(Input records)

//! Field value conversion by scalar type, shared by CRUD payloads and CSV import.

use crate::error::AppError;
use crate::settings::{ColumnInfo, ScalarType};
use chrono::{DateTime, NaiveDate, NaiveDateTime, NaiveTime, Utc};
use serde_json::{Number, Value};
use std::collections::HashMap;

const DATETIME_FORMAT: &str = "%Y-%m-%dT%H:%M:%S%.f";
const TIME_FORMAT: &str = "%H:%M:%S%.f";

fn invalid(col: &ColumnInfo, what: &str, shown: &str) -> AppError {
    AppError::invalid_value(&col.field, format!("Invalid {} value for {}: {}", what, col.title, shown))
}

fn shown(v: &Value) -> String {
    match v {
        Value::String(s) => s.clone(),
        other => other.to_string(),
    }
}

/// Convert one CSV cell. An empty cell is null, or the empty string for `String` fields.
pub fn convert_cell(col: &ColumnInfo, cell: &str, enums: &HashMap<String, Vec<String>>) -> Result<Value, AppError> {
    if cell.is_empty() {
        return Ok(if col.scalar == ScalarType::String && !col.is_list {
            Value::String(String::new())
        } else {
            Value::Null
        });
    }
    convert_value(col, &Value::String(cell.to_string()), enums)
}

/// Convert a payload value to the canonical JSON form for the column's type.
pub fn convert_value(col: &ColumnInfo, v: &Value, enums: &HashMap<String, Vec<String>>) -> Result<Value, AppError> {
    if v.is_null() {
        return Ok(Value::Null);
    }
    if !col.is_list {
        return convert_scalar(col, v, enums);
    }
    let items = match v {
        Value::Array(items) => items.clone(),
        Value::String(s) => match serde_json::from_str::<Value>(s) {
            Ok(Value::Array(items)) => items,
            Ok(_) => vec![v.clone()],
            Err(e) => return Err(invalid(col, "JSON", &e.to_string())),
        },
        other => vec![other.clone()],
    };
    items
        .iter()
        .map(|item| {
            if item.is_null() {
                Ok(Value::Null)
            } else {
                convert_scalar(col, item, enums)
            }
        })
        .collect::<Result<Vec<_>, _>>()
        .map(Value::Array)
}

fn convert_scalar(col: &ColumnInfo, v: &Value, enums: &HashMap<String, Vec<String>>) -> Result<Value, AppError> {
    match &col.scalar {
        ScalarType::Int | ScalarType::BigInt => {
            let n = match v {
                Value::Number(n) => n
                    .as_i64()
                    .or_else(|| n.as_f64().filter(|f| f.fract() == 0.0 && f.abs() < 9.0e15).map(|f| f as i64)),
                Value::String(s) => s.trim().parse::<i64>().ok(),
                _ => None,
            };
            let n = n
                .filter(|n| col.scalar == ScalarType::BigInt || i32::try_from(*n).is_ok())
                .ok_or_else(|| invalid(col, "integer", &shown(v)))?;
            Ok(Value::Number(n.into()))
        }
        ScalarType::Float => {
            let f = match v {
                Value::Number(n) => n.as_f64(),
                Value::String(s) => s.trim().parse::<f64>().ok(),
                _ => None,
            };
            f.and_then(Number::from_f64)
                .map(Value::Number)
                .ok_or_else(|| invalid(col, "number", &shown(v)))
        }
        // Kept as text so precision survives the round trip.
        ScalarType::Decimal => match v {
            Value::Number(n) => Ok(Value::String(n.to_string())),
            Value::String(s) if s.trim().parse::<f64>().map(f64::is_finite).unwrap_or(false) => {
                Ok(Value::String(s.trim().to_string()))
            }
            _ => Err(invalid(col, "number", &shown(v))),
        },
        ScalarType::Boolean => {
            let b = match v {
                Value::Bool(b) => Some(*b),
                Value::Number(n) => match n.as_i64() {
                    Some(1) => Some(true),
                    Some(0) => Some(false),
                    _ => None,
                },
                Value::String(s) => match s.trim().to_ascii_lowercase().as_str() {
                    "true" | "1" | "yes" => Some(true),
                    "false" | "0" | "no" => Some(false),
                    _ => None,
                },
                _ => None,
            };
            b.map(Value::Bool).ok_or_else(|| invalid(col, "boolean", &shown(v)))
        }
        ScalarType::DateTime if col.is_time_of_day() => match v {
            Value::String(s) => parse_time(s.trim())
                .map(Value::String)
                .ok_or_else(|| invalid(col, "time", s)),
            _ => Err(invalid(col, "time", &shown(v))),
        },
        ScalarType::DateTime => match v {
            Value::String(s) => parse_datetime(s.trim())
                .map(Value::String)
                .ok_or_else(|| invalid(col, "date", s)),
            _ => Err(invalid(col, "date", &shown(v))),
        },
        ScalarType::Json => match v {
            Value::String(s) => serde_json::from_str(s).map_err(|e| invalid(col, "JSON", &e.to_string())),
            other => Ok(other.clone()),
        },
        ScalarType::Enum(name) => {
            let s = match v {
                Value::String(s) => s.trim(),
                _ => return Err(invalid(col, "enum", &shown(v))),
            };
            match enums.get(name) {
                Some(values) if !values.iter().any(|e| e == s) => Err(invalid(col, "enum", s)),
                _ => Ok(Value::String(s.to_string())),
            }
        }
        ScalarType::String | ScalarType::Bytes => match v {
            Value::String(s) => Ok(Value::String(s.clone())),
            Value::Number(_) | Value::Bool(_) => Ok(Value::String(v.to_string())),
            _ => Err(AppError::invalid_value(
                &col.field,
                format!("Invalid text value for {}: {}", col.title, v),
            )),
        },
    }
}

/// RFC 3339 (normalized to UTC), `YYYY-MM-DD HH:MM:SS[.f]` or a bare date.
fn parse_datetime(s: &str) -> Option<String> {
    if let Ok(dt) = DateTime::parse_from_rfc3339(s) {
        return Some(dt.with_timezone(&Utc).naive_utc().format(DATETIME_FORMAT).to_string());
    }
    for fmt in ["%Y-%m-%dT%H:%M:%S%.f", "%Y-%m-%d %H:%M:%S%.f", "%Y-%m-%dT%H:%M"] {
        if let Ok(dt) = NaiveDateTime::parse_from_str(s, fmt) {
            return Some(dt.format(DATETIME_FORMAT).to_string());
        }
    }
    NaiveDate::parse_from_str(s, "%Y-%m-%d")
        .ok()
        .and_then(|d| d.and_hms_opt(0, 0, 0))
        .map(|dt| dt.format(DATETIME_FORMAT).to_string())
}

/// `HH:MM[:SS[.f]]` with an optional `Z` or `±HH[:MM]` offset, which is kept as given.
fn parse_time(s: &str) -> Option<String> {
    let split = s
        .char_indices()
        .skip(5)
        .find(|(_, c)| matches!(c, '+' | '-' | 'Z' | 'z'))
        .map(|(i, _)| i)
        .unwrap_or(s.len());
    let (clock, offset) = s.split_at(split);
    let time = ["%H:%M:%S%.f", "%H:%M"]
        .iter()
        .find_map(|fmt| NaiveTime::parse_from_str(clock.trim(), fmt).ok())?;
    let offset_ok = offset.is_empty()
        || offset.eq_ignore_ascii_case("z")
        || offset[1..].split(':').all(|p| p.len() == 2 && p.chars().all(|c| c.is_ascii_digit()));
    if !offset_ok {
        return None;
    }
    Some(format!("{}{}", time.format(TIME_FORMAT), offset))
}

(What you will do)
All of the data above should be written out again word for word.

(Finished exercise)
//! Field value conversion by scalar type, shared by CRUD payloads and CSV import.

use crate::error::AppError;
use crate::settings::{ColumnInfo, ScalarType};
use chrono::{DateTime, NaiveDate, NaiveDateTime, NaiveTime, Utc};
use serde_json::{Number, Value};
use std::collections::HashMap;

const DATETIME_FORMAT: &str = "%Y-%m-%dT%H:%M:%S%.f";
const TIME_FORMAT: &str = "%H:%M:%S%.f";

fn invalid(col: &ColumnInfo, what: &str, shown: &str) -> AppError {
    AppError::invalid_value(&col.field, format!("Invalid {} value for {}: {}", what, col.title, shown))
}

fn shown(v: &Value) -> String {
    match v {
        Value::String(s) => s.clone(),
        other => other.to_string(),
    }
}

/// Convert one CSV cell. An empty cell is null, or the empty string for `String` fields.
pub fn convert_cell(col: &ColumnInfo, cell: &str, enums: &HashMap<String, Vec<String>>) -> Result<Value, AppError> {
    if cell.is_empty() {
        return Ok(if col.scalar == ScalarType::String && !col.is_list {
            Value::String(String::new())
        } else {
            Value::Null
        });
    }
    convert_value(col, &Value::String(cell.to_string()), enums)
}

/// Convert a payload value to the canonical JSON form for the column's type.
pub fn convert_value(col: &ColumnInfo, v: &Value, enums: &HashMap<String, Vec<String>>) -> Result<Value, AppError> {
    if v.is_null() {
        return Ok(Value::Null);
    }
    if !col.is_list {
        return convert_scalar(col, v, enums);
    }
    let items = match v {
        Value::Array(items) => items.clone(),
        Value::String(s) => match serde_json::from_str::<Value>(s) {
            Ok(Value::Array(items)) => items,
            Ok(_) => vec![v.clone()],
            Err(e) => return Err(invalid(col, "JSON", &e.to_string())),
        },
        other => vec![other.clone()],
    };
    items
        .iter()
        .map(|item| {
            if item.is_null() {
                Ok(Value::Null)
            } else {
                convert_scalar(col, item, enums)
            }
        })
        .collect::<Result<Vec<_>, _>>()
        .map(Value::Array)
}

fn convert_scalar(col: &ColumnInfo, v: &Value, enums: &HashMap<String, Vec<String>>) -> Result<Value, AppError> {
    match &col.scalar {
        ScalarType::Int | ScalarType::BigInt => {
            let n = match v {
                Value::Number(n) => n
                    .as_i64()
                    .or_else(|| n.as_f64().filter(|f| f.fract() == 0.0 && f.abs() < 9.0e15).map(|f| f as i64)),
                Value::String(s) => s.trim().parse::<i64>().ok(),
                _ => None,
            };
            let n = n
                .filter(|n| col.scalar == ScalarType::BigInt || i32::try_from(*n).is_ok())
                .ok_or_else(|| invalid(col, "integer", &shown(v)))?;
            Ok(Value::Number(n.into()))
        }
        ScalarType::Float => {
            let f = match v {
                Value::Number(n) => n.as_f64(),
                Value::String(s) => s.trim().parse::<f64>().ok(),
                _ => None,
            };
            f.and_then(Number::from_f64)
                .map(Value::Number)
                .ok_or_else(|| invalid(col, "number", &shown(v)))
        }
        // Kept as text so precision survives the round trip.
        ScalarType::Decimal => match v {
            Value::Number(n) => Ok(Value::String(n.to_string())),
            Value::String(s) if s.trim().parse::<f64>().map(f64::is_finite).unwrap_or(false) => {
                Ok(Value::String(s.trim().to_string()))
            }
            _ => Err(invalid(col, "number", &shown(v))),
        },
        ScalarType::Boolean => {
            let b = match v {
                Value::Bool(b) => Some(*b),
                Value::Number(n) => match n.as_i64() {
                    Some(1) => Some(true),
                    Some(0) => Some(false),
                    _ => None,
                },
                Value::String(s) => match s.trim().to_ascii_lowercase().as_str() {
                    "true" | "1" | "yes" => Some(true),
                    "false" | "0" | "no" => Some(false),
                    _ => None,
                },
                _ => None,
            };
            b.map(Value::Bool).ok_or_else(|| invalid(col, "boolean", &shown(v)))
        }
        ScalarType::DateTime if col.is_time_of_day() => match v {
            Value::String(s) => parse_time(s.trim())
                .map(Value::String)
                .ok_or_else(|| invalid(col, "time", s)),
            _ => Err(invalid(col, "time", &shown(v))),
        },
        ScalarType::DateTime => match v {
            Value::String(s) => parse_datetime(s.trim())
                .map(Value::String)
                .ok_or_else(|| invalid(col, "date", s)),
            _ => Err(invalid(col, "date", &shown(v))),
        },
        ScalarType::Json => match v {
            Value::String(s) => serde_json::from_str(s).map_err(|e| invalid(col, "JSON", &e.to_string())),
            other => Ok(other.clone()),
        },
        ScalarType::Enum(name) => {
            let s = match v {
                Value::String(s) => s.trim(),
                _ => return Err(invalid(col, "enum", &shown(v))),
            };
            match enums.get(name) {
                Some(values) if !values.iter().any(|e| e == s) => Err(invalid(col, "enum", s)),
                _ => Ok(Value::String(s.to_string())),
            }
        }
        ScalarType::String | ScalarType::Bytes => match v {
            Value::String(s) => Ok(Value::String(s.clone())),
            Value::Number(_) | Value::Bool(_) => Ok(Value::String(v.to_string())),
            _ => Err(AppError::invalid_value(
                &col.field,
                format!("Invalid text value for {}: {}", col.title, v),
            )),
        },
    }
}

/// RFC 3339 (normalized to UTC), `YYYY-MM-DD HH:MM:SS[.f]` or a bare date.
fn parse_datetime(s: &str) -> Option<String> {
    if let Ok(dt) = DateTime::parse_from_rfc3339(s) {
        return Some(dt.with_timezone(&Utc).naive_utc().format(DATETIME_FORMAT).to_string());
    }
    for fmt in ["%Y-%m-%dT%H:%M:%S%.f", "%Y-%m-%d %H:%M:%S%.f", "%Y-%m-%dT%H:%M"] {
        if let Ok(dt) = NaiveDateTime::parse_from_str(s, fmt) {
            return Some(dt.format(DATETIME_FORMAT).to_string());
        }
    }
    NaiveDate::parse_from_str(s, "%Y-%m-%d")
        .ok()
        .and_then(|d| d.and_hms_opt(0, 0, 0))
        .map(|dt| dt.format(DATETIME_FORMAT).to_string())
}

/// `HH:MM[:SS[.f]]` with an optional `Z` or `±HH[:MM]` offset, which is kept as given.
fn parse_time(s: &str) -> Option<String> {
    let split = s
        .char_indices()
        .skip(5)
        .find(|(_, c)| matches!(c, '+' | '-' | 'Z' | 'z'))
        .map(|(i, _)| i)
        .unwrap_or(s.len());
    let (clock, offset) = s.split_at(split);
    let time = ["%H:%M:%S%.f", "%H:%M"]
        .iter()
        .find_map(|fmt| NaiveTime::parse_from_str(clock.trim(), fmt).ok())?;
    let offset_ok = offset.is_empty()
        || offset.eq_ignore_ascii_case("z")
        || offset[1..].split(':').all(|p| p.len() == 2 && p.chars().all(|c| c.is_ascii_digit()));
    if !offset_ok {
        return None;
    }
    Some(format!("{}{}", time.format(TIME_FORMAT), offset))
}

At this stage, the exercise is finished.